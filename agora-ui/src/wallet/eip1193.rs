//! EIP-1193 Provider
//!
//! Wraps the `window.ethereum` object injected by browser wallet
//! extensions. Params and results cross the JS boundary as JSON.

use agora::wallet::{WalletError, WalletProvider};
use async_trait::async_trait;
use gloo_timers::future::TimeoutFuture;
use js_sys::{Function, Object, Promise, Reflect, JSON};
use serde_json::Value;
use std::time::Duration;
use wasm_bindgen::{JsCast, JsValue};
use wasm_bindgen_futures::JsFuture;

/// Injected browser wallet
pub struct Eip1193Wallet {
    provider: Object,
}

impl Eip1193Wallet {
    /// The injected provider, if the page has one
    pub fn detect() -> Option<Self> {
        let window = web_sys::window()?;
        let provider = Reflect::get(&window, &JsValue::from_str("ethereum")).ok()?;
        if provider.is_undefined() || provider.is_null() {
            return None;
        }
        Some(Self {
            provider: provider.unchecked_into(),
        })
    }

    fn request_fn(&self) -> Result<Function, WalletError> {
        Reflect::get(&self.provider, &JsValue::from_str("request"))
            .map_err(js_transport)?
            .dyn_into::<Function>()
            .map_err(|_| WalletError::UnsupportedMethod("request".to_string()))
    }
}

#[async_trait(?Send)]
impl WalletProvider for Eip1193Wallet {
    async fn request(&self, method: &str, params: Value) -> Result<Value, WalletError> {
        let args = Object::new();
        Reflect::set(&args, &JsValue::from_str("method"), &JsValue::from_str(method))
            .map_err(js_transport)?;
        let params = JSON::parse(&params.to_string()).map_err(js_transport)?;
        Reflect::set(&args, &JsValue::from_str("params"), &params).map_err(js_transport)?;

        let promise: Promise = self
            .request_fn()?
            .call1(&self.provider, &args)
            .map_err(provider_error)?
            .dyn_into()
            .map_err(|_| WalletError::InvalidResponse("request did not return a promise".into()))?;

        let result = JsFuture::from(promise).await.map_err(provider_error)?;
        if result.is_undefined() || result.is_null() {
            return Ok(Value::Null);
        }

        let text: String = JSON::stringify(&result).map_err(js_transport)?.into();
        serde_json::from_str(&text).map_err(|e| WalletError::InvalidResponse(e.to_string()))
    }

    async fn pause(&self, interval: Duration) {
        let millis = u32::try_from(interval.as_millis()).unwrap_or(u32::MAX);
        TimeoutFuture::new(millis).await;
    }
}

fn js_transport(err: JsValue) -> WalletError {
    WalletError::Transport(format!("{:?}", err))
}

/// Map a rejected provider promise (`{ code, message, data }`) to a wallet error
fn provider_error(err: JsValue) -> WalletError {
    let field = |name: &str| Reflect::get(&err, &JsValue::from_str(name)).ok();

    let code = field("code").and_then(|c| c.as_f64());
    let message = field("message")
        .and_then(|m| m.as_string())
        .unwrap_or_default();
    let data = field("data")
        .filter(|d| !d.is_undefined() && !d.is_null())
        .and_then(|d| JSON::stringify(&d).ok())
        .and_then(|s| serde_json::from_str::<Value>(&String::from(s)).ok());

    match code {
        Some(code) => WalletError::from_rpc(code as i64, &message, data.as_ref()),
        None if !message.is_empty() => WalletError::Transport(message),
        None => js_transport(err),
    }
}

#[cfg(test)]
mod tests {
    use super::*;
    use wasm_bindgen_test::*;

    wasm_bindgen_test_configure!(run_in_browser);

    fn js_error(code: Option<f64>, message: &str) -> JsValue {
        let err = Object::new();
        if let Some(code) = code {
            Reflect::set(&err, &"code".into(), &JsValue::from_f64(code)).unwrap();
        }
        Reflect::set(&err, &"message".into(), &JsValue::from_str(message)).unwrap();
        err.into()
    }

    #[wasm_bindgen_test]
    fn test_user_rejection() {
        let err = provider_error(js_error(Some(4001.0), "User rejected the request."));
        assert_eq!(err, WalletError::UserRejected);
    }

    #[wasm_bindgen_test]
    fn test_unknown_chain() {
        let err = provider_error(js_error(Some(4902.0), "Unrecognized chain ID \"0xaa36a7\"."));
        assert_eq!(err, WalletError::UnrecognizedChain);
    }

    #[wasm_bindgen_test]
    fn test_error_without_code() {
        let err = provider_error(js_error(None, "Already processing eth_requestAccounts."));
        assert_eq!(
            err,
            WalletError::Transport("Already processing eth_requestAccounts.".to_string())
        );
    }
}
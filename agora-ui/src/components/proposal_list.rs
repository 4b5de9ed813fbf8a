//! Proposal List Component
//!
//! Fetches on mount, whenever the signer changes, on every
//! `ProposalCreated` event and on demand. The component owns exactly one
//! event subscription and one poll timer, both released on cleanup.

use agora::list::{ProposalCard, EMPTY_LIST_TEXT};
use agora::Subscription;
use gloo_timers::callback::Interval;
use leptos::*;
use std::cell::{Cell, RefCell};
use std::rc::Rc;

use crate::state::global::Gateway;
use crate::state::GlobalState;

#[component]
pub fn ProposalList() -> impl IntoView {
    let state = use_context::<GlobalState>().expect("GlobalState not found");
    let proposals = state.proposals;
    let loading = state.loading;

    let subscription: Rc<RefCell<Option<Subscription>>> = Rc::new(RefCell::new(
        state.gateway.as_ref().map(|gateway| gateway.subscribe()),
    ));

    // Fetch on mount and whenever the signer changes. The event cursor is
    // placed after the first fetch, once the guard has settled the network.
    {
        let state = state.clone();
        create_effect(move |previous: Option<()>| {
            state.gateway_epoch.track();
            let state = state.clone();
            let first_run = previous.is_none();
            spawn_local(async move {
                state.refresh().await;
                if first_run {
                    watch_from_latest(&state).await;
                }
            });
        });
    }

    let poller = state
        .gateway
        .clone()
        .filter(|_| state.is_configured())
        .map(|gateway| start_event_poll(gateway, state.clone(), subscription.clone()));

    on_cleanup(move || {
        drop(poller);
        if let Some(subscription) = subscription.borrow_mut().take() {
            subscription.unsubscribe();
        }
    });

    let on_refresh = {
        let state = state.clone();
        move |_: web_sys::MouseEvent| {
            let state = state.clone();
            spawn_local(async move {
                state.refresh().await;
            });
        }
    };

    view! {
        <section class="space-y-4">
            <div class="flex items-center justify-between">
                <h2 class="text-lg font-semibold">"Proposals"</h2>
                <button
                    type="button"
                    on:click=on_refresh
                    disabled=move || loading.get()
                    class="px-3 py-1 bg-gray-700 hover:bg-gray-600 rounded-lg text-sm transition-colors"
                >
                    {move || if loading.get() { "Loading..." } else { "Refresh" }}
                </button>
            </div>

            {move || {
                let cards: Vec<ProposalCard> =
                    proposals.with(|ps| ps.iter().map(ProposalCard::from_proposal).collect());
                if cards.is_empty() {
                    view! {
                        <p class="text-gray-400 text-center py-8">{EMPTY_LIST_TEXT}</p>
                    }.into_view()
                } else {
                    cards
                        .into_iter()
                        .map(|card| view! { <ProposalCardView card=card /> })
                        .collect_view()
                }
            }}
        </section>
    }
}

async fn watch_from_latest(state: &GlobalState) {
    let Ok(gateway) = state.ready_gateway() else {
        return;
    };
    if let Err(e) = gateway.watch_from_latest().await {
        web_sys::console::warn_1(&format!("Event watch failed: {}", e).into());
    }
}

/// Poll for creation events and re-fetch when one arrives
fn start_event_poll(
    gateway: Rc<Gateway>,
    state: GlobalState,
    subscription: Rc<RefCell<Option<Subscription>>>,
) -> Interval {
    let millis = u32::try_from(gateway.settings().poll_interval.as_millis()).unwrap_or(u32::MAX);
    let in_flight = Rc::new(Cell::new(false));

    Interval::new(millis, move || {
        if in_flight.replace(true) {
            return;
        }
        let gateway = gateway.clone();
        let state = state.clone();
        let subscription = subscription.clone();
        let in_flight = in_flight.clone();

        spawn_local(async move {
            if let Err(e) = gateway.poll_events().await {
                web_sys::console::warn_1(&format!("Event poll failed: {}", e).into());
            }
            let pending = subscription
                .borrow_mut()
                .as_mut()
                .map(|s| s.drain())
                .unwrap_or_default();
            if !pending.is_empty() {
                state.refresh().await;
            }
            in_flight.set(false);
        });
    })
}

#[component]
fn ProposalCardView(card: ProposalCard) -> impl IntoView {
    view! {
        <article class="bg-gray-800 rounded-lg p-4">
            <h3 class="font-semibold mb-1">{card.title}</h3>
            <p class="text-gray-300 whitespace-pre-wrap mb-2">{card.description}</p>
            <p class="text-xs text-gray-500">{card.byline}</p>
        </article>
    }
}
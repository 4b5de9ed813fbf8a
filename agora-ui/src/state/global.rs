//! Global Application State
//!
//! Reactive state management using Leptos signals. Chain access goes
//! through one shared [`ContractGateway`] bound to the injected wallet.

use agora::config::{Config, ConfigError, ContractTarget};
use agora::wallet::WalletError;
use agora::{
    Address, AppError, AppResult, ContractGateway, GatewaySettings, Proposal, Severity,
    StatusMessage, Surface, WalletConnector,
};
use leptos::*;
use std::cell::Cell;
use std::rc::Rc;
use std::sync::Arc;

use crate::wallet::Eip1193Wallet;

pub type Gateway = ContractGateway<Eip1193Wallet>;

/// Orders overlapping proposal fetches so only the newest one lands
#[derive(Clone, Default)]
pub struct FetchGeneration(Rc<Cell<u64>>);

impl FetchGeneration {
    /// Start a fetch, superseding every earlier one
    pub fn begin(&self) -> u64 {
        let next = self.0.get().wrapping_add(1);
        self.0.set(next);
        next
    }

    pub fn is_current(&self, generation: u64) -> bool {
        self.0.get() == generation
    }
}

/// Global application state provided to all components
#[derive(Clone)]
pub struct GlobalState {
    /// Account access through the injected provider
    pub connector: WalletConnector<Eip1193Wallet>,
    /// Registry gateway, absent without a wallet
    pub gateway: Option<Rc<Gateway>>,
    /// Configured registry, validated at startup
    pub target: Result<ContractTarget, ConfigError>,
    /// Connected account (never cleared)
    pub account: RwSignal<Option<Address>>,
    /// Result of the most recent successful fetch
    pub proposals: RwSignal<Vec<Proposal>>,
    /// Current status banner
    pub status: RwSignal<Option<StatusMessage>>,
    /// A proposal fetch is running
    pub loading: RwSignal<bool>,
    /// Bumped when the signer changes so views re-fetch
    pub gateway_epoch: RwSignal<u64>,
    /// Latest proposal fetch started
    pub fetches: FetchGeneration,
}

/// Configuration baked in at build time
///
/// `AGORA_CONTRACT_ADDRESS` and `AGORA_CHAIN_ID` are read from the build
/// environment; everything else keeps its default.
pub fn build_config() -> Config {
    let mut config = Config::default();
    config.apply_overrides(|key| {
        match key {
            "AGORA_CONTRACT_ADDRESS" => option_env!("AGORA_CONTRACT_ADDRESS"),
            "AGORA_CHAIN_ID" => option_env!("AGORA_CHAIN_ID"),
            _ => None,
        }
        .map(str::to_string)
    });
    config
}

/// Provide global state to the component tree
pub fn provide_global_state() {
    let config = build_config();
    let target = config.contract.target();
    let wallet = Eip1193Wallet::detect().map(Arc::new);

    if wallet.is_none() {
        web_sys::console::warn_1(&"No injected wallet provider found".into());
    }

    let gateway = wallet.clone().map(|w| {
        Rc::new(ContractGateway::new(
            w,
            target.clone(),
            GatewaySettings::from(&config.rpc),
        ))
    });

    let state = GlobalState {
        connector: WalletConnector::new(wallet),
        gateway,
        target,
        account: create_rw_signal(None),
        proposals: create_rw_signal(Vec::new()),
        status: create_rw_signal(None),
        loading: create_rw_signal(false),
        gateway_epoch: create_rw_signal(0),
        fetches: FetchGeneration::default(),
    };

    provide_context(state);
}

impl GlobalState {
    pub fn is_configured(&self) -> bool {
        self.target.is_ok()
    }

    /// Config check first, then wallet presence
    pub fn ready_gateway(&self) -> AppResult<Rc<Gateway>> {
        if let Err(e) = &self.target {
            return Err(e.clone().into());
        }
        self.gateway
            .clone()
            .ok_or_else(|| WalletError::ProviderNotFound.into())
    }

    /// Show an error on the given surface
    pub fn report(&self, err: &AppError, surface: Surface) {
        let text = err.to_string();
        web_sys::console::warn_1(&format!("{:?}: {}", err.kind(), text).into());

        if surface == Surface::Alert {
            if let Some(window) = web_sys::window() {
                let _ = window.alert_with_message(&text);
            }
        }
        self.status.set(Some(StatusMessage {
            severity: surface.severity(),
            text,
        }));
    }

    pub fn show_warning(&self, text: impl Into<String>) {
        self.status.set(Some(StatusMessage {
            severity: Severity::Warning,
            text: text.into(),
        }));
    }

    /// Show an info message (auto-clears after timeout)
    pub fn show_info(&self, text: impl Into<String>) {
        let message = StatusMessage {
            severity: Severity::Info,
            text: text.into(),
        };
        self.status.set(Some(message.clone()));

        let status = self.status;
        gloo_timers::callback::Timeout::new(3000, move || {
            // Leave newer messages alone
            if status.get_untracked().as_ref() == Some(&message) {
                status.set(None);
            }
        })
        .forget();
    }

    pub fn clear_status(&self) {
        self.status.set(None);
    }

    /// Request account access
    pub async fn connect(&self) {
        match self.connector.connect().await {
            Ok(Some(account)) => {
                self.account.set(Some(account));
                if let Some(gateway) = &self.gateway {
                    gateway.set_signer(Some(account));
                }
                self.gateway_epoch.update(|epoch| *epoch += 1);
                self.show_info(format!("Connected {}", account.short()));
            }
            // Rejected prompt: nothing changes
            Ok(None) => {}
            Err(e) => {
                let err = AppError::from(e);
                self.report(&err, err.surface());
            }
        }
    }

    /// Replace the proposal list with a fresh fetch
    ///
    /// The previous list stays on screen when the fetch fails. Results of
    /// a fetch overtaken by a newer one are dropped.
    pub async fn refresh(&self) {
        let gateway = match self.ready_gateway() {
            Ok(gateway) => gateway,
            Err(err) => {
                self.report(&err, err.surface());
                return;
            }
        };

        let generation = self.fetches.begin();
        self.loading.set(true);
        let result = gateway.list_proposals().await;
        if !self.fetches.is_current(generation) {
            return;
        }

        match result {
            Ok(proposals) => {
                self.proposals.set(proposals);
                if self
                    .status
                    .get_untracked()
                    .map_or(false, |s| s.severity == Severity::Warning)
                {
                    self.clear_status();
                }
            }
            Err(e) => {
                let err = AppError::from(e);
                self.report(&err, err.surface());
            }
        }
        self.loading.set(false);
    }
}

#[cfg(test)]
mod tests {
    use super::*;
    use wasm_bindgen_test::*;

    #[wasm_bindgen_test]
    fn test_only_latest_fetch_is_current() {
        let fetches = FetchGeneration::default();
        let older = fetches.begin();
        let newer = fetches.clone().begin();
        assert!(!fetches.is_current(older));
        assert!(fetches.is_current(newer));
    }

    #[wasm_bindgen_test]
    fn test_build_config_defaults_to_sepolia() {
        let config = build_config();
        if option_env!("AGORA_CHAIN_ID").is_none() {
            assert_eq!(config.contract.chain_id, 11_155_111);
        }
    }
}
//! Governance application shell
//!
//! Composes the connector, gateway, form and list view with the session
//! state. Every operation catches its errors here, logs them and turns
//! them into a status message or an alert.

use std::sync::Arc;

use crate::chain::{Address, Proposal, TransactionReceipt};
use crate::config::{Config, ConfigError, ContractTarget};
use crate::connector::WalletConnector;
use crate::error::{AppError, AppResult, Surface};
use crate::form::ProposalForm;
use crate::gateway::{ContractGateway, GatewaySettings};
use crate::list::{ProposalCard, ProposalListView};
use crate::session::{Session, StatusMessage};
use crate::wallet::{WalletError, WalletProvider};

/// One running governance client
pub struct GovernanceApp<W: WalletProvider> {
    connector: WalletConnector<W>,
    target: Result<ContractTarget, ConfigError>,
    gateway: Option<ContractGateway<W>>,
    session: Session,
    form: ProposalForm,
    list: ProposalListView,
}

/// Config check first, then wallet presence
fn ready_gateway<'a, W: WalletProvider>(
    target: &Result<ContractTarget, ConfigError>,
    gateway: &'a Option<ContractGateway<W>>,
) -> AppResult<&'a ContractGateway<W>> {
    if let Err(e) = target {
        return Err(e.clone().into());
    }
    gateway
        .as_ref()
        .ok_or_else(|| WalletError::ProviderNotFound.into())
}

impl<W: WalletProvider> GovernanceApp<W> {
    pub fn new(config: &Config, wallet: Option<Arc<W>>) -> Self {
        Self::with_target(
            config.contract.target(),
            GatewaySettings::from(&config.rpc),
            wallet,
        )
    }

    pub fn with_target(
        target: Result<ContractTarget, ConfigError>,
        settings: GatewaySettings,
        wallet: Option<Arc<W>>,
    ) -> Self {
        if let Err(e) = &target {
            tracing::warn!(error = %e, "Registry not configured; reads and writes are disabled");
        }
        let gateway = wallet
            .clone()
            .map(|w| ContractGateway::new(w, target.clone(), settings));

        Self {
            connector: WalletConnector::new(wallet),
            target,
            gateway,
            session: Session::new(),
            form: ProposalForm::new(),
            list: ProposalListView::new(),
        }
    }

    fn report(&mut self, err: &AppError, surface: Surface) {
        tracing::warn!(kind = ?err.kind(), error = %err, "Operation failed");
        self.session.set_status(surface.severity(), err.to_string());
    }

    /// Mount the list view and start watching for new proposals
    pub async fn start(&mut self) -> AppResult<usize> {
        let result = match ready_gateway(&self.target, &self.gateway) {
            Ok(gateway) => {
                let mounted = self.list.mount(gateway).await.map_err(AppError::from);
                // The guard has run by now, so the head is read on the target network
                if let Err(e) = gateway.watch_from_latest().await {
                    tracing::warn!(error = %e, "Could not read the latest block");
                }
                mounted
            }
            Err(e) => Err(e),
        };

        self.finish_read(result)
    }

    fn finish_read(&mut self, result: AppResult<usize>) -> AppResult<usize> {
        match result {
            Ok(count) => {
                self.session.clear_status();
                Ok(count)
            }
            Err(err) => {
                self.report(&err, err.surface());
                Err(err)
            }
        }
    }

    /// Request account access
    ///
    /// A rejected prompt leaves the session untouched. On success the list
    /// view is rebound so it re-fetches for the new signer.
    pub async fn connect(&mut self) -> AppResult<Option<Address>> {
        let account = match self.connector.connect().await {
            Ok(Some(account)) => account,
            Ok(None) => return Ok(None),
            Err(e) => {
                let err = AppError::from(e);
                self.report(&err, err.surface());
                return Err(err);
            }
        };

        self.session.set_account(account);
        if let Some(gateway) = &self.gateway {
            gateway.set_signer(Some(account));
            if self.target.is_ok() {
                let result = self.list.rebind(gateway).await.map_err(AppError::from);
                // The list failure is reported but the connection stands
                let _ = self.finish_read(result);
            }
        }
        if self.session.status().is_none() {
            self.session.info(format!("Connected {}", account.short()));
        }
        Ok(Some(account))
    }

    /// Re-fetch the proposal list
    pub async fn refresh(&mut self) -> AppResult<usize> {
        let result = match ready_gateway(&self.target, &self.gateway) {
            Ok(gateway) => self.list.refresh(gateway).await.map_err(AppError::from),
            Err(e) => Err(e),
        };
        self.finish_read(result)
    }

    /// Submit the form's draft and wait for it to be mined
    ///
    /// Returns `Ok(None)` when the form is not submittable; the reason is
    /// shown as a warning. Failures are shown as alerts and keep the draft.
    pub async fn submit(&mut self) -> AppResult<Option<TransactionReceipt>> {
        if let Err(e) = self.form.validate(self.session.account()) {
            self.session.warn(e.to_string());
            return Ok(None);
        }
        let gateway = match ready_gateway(&self.target, &self.gateway) {
            Ok(gateway) => gateway,
            Err(err) => {
                self.report(&err, Surface::Alert);
                return Err(err);
            }
        };

        let ticket = match self.form.begin(self.session.account()) {
            Ok(ticket) => ticket,
            Err(e) => {
                self.session.warn(e.to_string());
                return Ok(None);
            }
        };

        let result = gateway
            .create_proposal(ticket.signer, &ticket.title, &ticket.description)
            .await;
        self.form.settle(ticket, result.is_ok());

        match result {
            Ok(receipt) => {
                if let Err(e) = self.list.refresh(gateway).await {
                    tracing::warn!(error = %e, "Reload after submit failed");
                }
                self.session
                    .info(format!("Proposal submitted in block {}.", receipt.block_number));
                Ok(Some(receipt))
            }
            Err(e) => {
                let err = AppError::from_write(e);
                self.report(&err, Surface::Alert);
                Err(err)
            }
        }
    }

    /// Poll for creation events and re-fetch if any arrived
    ///
    /// Returns the number of events dispatched.
    pub async fn pump_events(&mut self) -> AppResult<usize> {
        let Some(gateway) = &self.gateway else {
            return Ok(0);
        };
        if self.target.is_err() {
            return Ok(0);
        }

        let dispatched = match gateway.poll_events().await {
            Ok(n) => n,
            Err(e) => {
                let err = AppError::from(e);
                self.report(&err, err.surface());
                return Err(err);
            }
        };

        if let Err(e) = self.list.handle_events(gateway).await {
            let err = AppError::from(e);
            self.report(&err, err.surface());
            return Err(err);
        }
        Ok(dispatched)
    }

    /// Release the event subscription
    pub fn shutdown(&mut self) {
        self.list.teardown();
        tracing::debug!("Governance client shut down");
    }

    pub fn is_configured(&self) -> bool {
        self.target.is_ok()
    }

    pub fn has_wallet(&self) -> bool {
        self.connector.is_available()
    }

    pub fn account(&self) -> Option<Address> {
        self.session.account()
    }

    pub fn status(&self) -> Option<&StatusMessage> {
        self.session.status()
    }

    pub fn session(&self) -> &Session {
        &self.session
    }

    pub fn form(&self) -> &ProposalForm {
        &self.form
    }

    pub fn form_mut(&mut self) -> &mut ProposalForm {
        &mut self.form
    }

    /// Submit control enablement
    pub fn can_submit(&self) -> bool {
        self.form.can_submit(self.session.account())
    }

    pub fn list(&self) -> &ProposalListView {
        &self.list
    }

    pub fn proposals(&self) -> &[Proposal] {
        self.list.proposals()
    }

    pub fn cards(&self) -> Vec<ProposalCard> {
        self.list.cards()
    }

    pub fn gateway(&self) -> Option<&ContractGateway<W>> {
        self.gateway.as_ref()
    }
}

· · · · ·

The answer is the records above restated word for word from their opening line through the line that holds "use wasm_bindgen_futures::JsFuture;", both included, and nothing else.

→ Completed exercise:
filename agora-ui/src/wallet/eip1193.rs
//! EIP-1193 Provider
//!
//! Wraps the `window.ethereum` object injected by browser wallet
//! extensions. Params and results cross the JS boundary as JSON.

use agora::wallet::{WalletError, WalletProvider};
use async_trait::async_trait;
use gloo_timers::future::TimeoutFuture;
use js_sys::{Function, Object, Promise, Reflect, JSON};
use serde_json::Value;
use std::time::Duration;
use wasm_bindgen::{JsCast, JsValue};
use wasm_bindgen_futures::JsFuture;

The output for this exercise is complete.